The governor of the Saudi investment fund, Yasir al-Rumayyan, now is set to become chairman of the board of a worldwide umbrella company so new it has not even been given a name.

The merger is about sports, yes, but also about power and values in the world.

In Saudi Arabia, citizens do not enjoy the right to free assembly. The legal system is not independent. Due process is a farce. To speak against the government is to risk being jailed, tortured or killed.

When Khashoggi, a journalist for The Washington Post, dared to speak against the repressive state, he was lured to a Saudi consulate in Istanbul. A United Nations report described how he was drugged and cut into pieces.

Who did it? According to the C.I.A., thugs operating on orders from Mohammed bin Salman — the crown prince who oversees everything in his kingdom, including the investment fund that will wield enormous influence over world golf.

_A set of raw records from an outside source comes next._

//! Error types for mosaic loading, the rotation engine and export

use std::fmt;
use std::path::PathBuf;

/// Main error type for all mosaic operations
#[derive(Debug)]
pub enum MosaicError {
    /// Failed to load source image from filesystem
    ImageLoad {
        /// Path to the image file
        path: PathBuf,
        /// Underlying image loading error
        source: image::ImageError,
    },

    /// Source data doesn't meet mosaic requirements
    InvalidSourceData {
        /// Description of what's wrong with the source data
        reason: String,
    },

    /// Parameter validation failed
    InvalidParameter {
        /// Name of the invalid parameter
        parameter: &'static str,
        /// Provided value that failed validation
        value: String,
        /// Explanation of why the value is invalid
        reason: String,
    },

    /// Cubie address outside the transform store
    ///
    /// Indicates a programming error in the caller; it is never recovered
    CubieOutOfRange {
        /// Requested cube index
        cube: usize,
        /// Requested slot
        slot: usize,
        /// Number of cubes held by the store
        cube_count: usize,
    },

    /// Cubies did not return to their home pose after a full reveal
    RoundTripDrift {
        /// Largest element deviation observed
        drift: f64,
        /// Accepted deviation
        tolerance: f64,
    },

    /// The reveal did not finish within the frame budget
    RevealStalled {
        /// Frames simulated before giving up
        frames: usize,
    },

    /// Failed to save rendered image to disk
    ImageExport {
        /// Path where export was attempted
        path: PathBuf,
        /// Underlying image export error
        source: image::ImageError,
    },

    /// General file system operation failure
    FileSystem {
        /// Path involved in the operation
        path: PathBuf,
        /// Description of the operation that failed
        operation: &'static str,
        /// Underlying I/O error
        source: std::io::Error,
    },
}

impl fmt::Display for MosaicError {
    fn fmt(&self, f: &mut fmt::Formatter<'_>) -> fmt::Result {
        match self {
            Self::ImageLoad { path, source } => {
                write!(f, "Failed to load image '{}': {source}", path.display())
            }
            Self::InvalidSourceData { reason } => {
                write!(f, "Invalid source data: {reason}")
            }
            Self::InvalidParameter {
                parameter,
                value,
                reason,
            } => {
                write!(f, "Invalid parameter '{parameter}' = '{value}': {reason}")
            }
            Self::CubieOutOfRange {
                cube,
                slot,
                cube_count,
            } => {
                write!(
                    f,
                    "Cubie ({cube}, {slot}) is out of range (cubes: {cube_count}, slots: 27)"
                )
            }
            Self::RoundTripDrift { drift, tolerance } => {
                write!(
                    f,
                    "Cubies drifted {drift:e} from their home pose (tolerance {tolerance:e})"
                )
            }
            Self::RevealStalled { frames } => {
                write!(f, "Reveal did not finish after {frames} frames")
            }
            Self::ImageExport { path, source } => {
                write!(
                    f,
                    "Failed to export image to '{}': {source}",
                    path.display()
                )
            }
            Self::FileSystem {
                path,
                operation,
                source,
            } => {
                write!(
                    f,
                    "File system error during {operation} on '{}': {source}",
                    path.display()
                )
            }
        }
    }
}

impl std::error::Error for MosaicError {
    fn source(&self) -> Option<&(dyn std::error::Error + 'static)> {
        match self {
            Self::ImageLoad { source, .. } | Self::ImageExport { source, .. } => Some(source),
            Self::FileSystem { source, .. } => Some(source),
            _ => None,
        }
    }
}

/// Convenience type alias for mosaic results
pub type Result<T> = std::result::Result<T, MosaicError>;

impl From<std::io::Error> for MosaicError {
    fn from(err: std::io::Error) -> Self {
        Self::FileSystem {
            path: PathBuf::from("<unknown>"),
            operation: "unknown",
            source: err,
        }
    }
}

/// Create an invalid parameter error
pub fn invalid_parameter(
    parameter: &'static str,
    value: &impl ToString,
    reason: &impl ToString,
) -> MosaicError {
    MosaicError::InvalidParameter {
        parameter,
        value: value.to_string(),
        reason: reason.to_string(),
    }
}

/// Create an error for an unusable target path
pub fn io_error(msg: &str) -> MosaicError {
    MosaicError::InvalidParameter {
        parameter: "path",
        value: String::new(),
        reason: msg.to_string(),
    }
}
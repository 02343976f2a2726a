//! Instant scramble applied before the reveal starts

use crate::algorithm::moves::ParamsMove;
use crate::algorithm::sequencer::rotate_layer;
use crate::io::error::Result;
use crate::spatial::layer::Pivots;
use crate::spatial::store::TransformStore;

/// Apply the first `count` moves of `params` to `cube` as full quarter turns
///
/// Advances `current_move` to `count` and returns `true`. A list shorter than
/// `count` is left untouched with `current_move` at 0 and returns `false`; its
/// moves are all played later by the sequencer.
///
/// # Errors
///
/// Propagates store and layer lookup errors
pub fn apply_preroll(
    store: &mut TransformStore,
    pivots: &Pivots,
    cube: usize,
    params: &mut ParamsMove,
    count: usize,
) -> Result<bool> {
    if params.moves_length() < count {
        return Ok(false);
    }

    for _ in 0..count {
        let Some(current) = params.current() else {
            break;
        };
        rotate_layer(store, pivots, cube, current, current.angle())?;
        params.advance();
    }

    Ok(true)
}
//! Engine constants and runtime configuration defaults

/// Cubies making up one virtual cube
pub const CUBIES_PER_CUBE: usize = 27;

/// Tiles on the front face of one cube
pub const TILES_PER_FACE: usize = 9;

/// Parallel layers along each rotation axis
pub const LAYERS_PER_AXIS: usize = 3;

// Applied instantly so the viewer never sees the finished mosaic first
/// Number of moves applied at initialization
pub const PREROLL_MOVES: usize = 3;

// Timing defaults for the reveal animation
/// Total reveal duration in milliseconds
pub const DEFAULT_TOTAL_DURATION_MS: u32 = 12_000;
/// Duration of one quarter turn in milliseconds
pub const DEFAULT_MOVE_DURATION_MS: u32 = 400;
/// Pause between consecutive quarter turns of one cube
pub const INTER_MOVE_DELAY_MS: u32 = 60;
/// Upper bound on the move budget of the farthest cube
pub const MAX_TOTAL_MOVES: u32 = 2_000;
/// Simulated frame interval when running headless
pub const FRAME_INTERVAL_MS: u32 = 16;

/// Default tile edge length in pixels
pub const DEFAULT_TILE_SIZE: u32 = 8;

/// Fixed seed for reproducible scrambles
pub const DEFAULT_SEED: u64 = 42;

/// Maximum deviation from the home pose accepted after a full reveal
pub const ROUND_TRIP_TOLERANCE: f64 = 1e-6;

// Output settings
/// Suffix added to output filenames
pub const OUTPUT_SUFFIX: &str = "_mosaic";
/// Suffix added to the pre-rolled snapshot filename
pub const SCRAMBLED_SUFFIX: &str = "_scrambled";

// Progress bar display settings
/// Threshold for switching to batch progress mode
pub const MAX_INDIVIDUAL_PROGRESS_BARS: usize = 5;
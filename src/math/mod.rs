//! Mathematical utilities for cubie transforms

/// Pivot translations and axis-aligned quarter-turn rotations
pub mod geometry;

The United States has its own moral failings, plenty of them, and has since the nation’s founding. But we confront them publicly. We protest. We march. The press speaks up. We vote.

Plenty of golfers and fans will block out the seamy side of this story and look purely on the bright side. The new tour hopes to make golf more global, more accessible, less fusty and more exciting. The same golfers ostracized by many of the sport’s star players and banished from the regular PGA Tour upon leaving it — including Mickelson, the chief renegade, and Koepka, recent winner of the a major tournament, the P.G.A. Championship — could return to the fold.

And indeed, none of that can be bad for fans — or sponsors.

But to look only on the bright side is to condone the hypocrisy.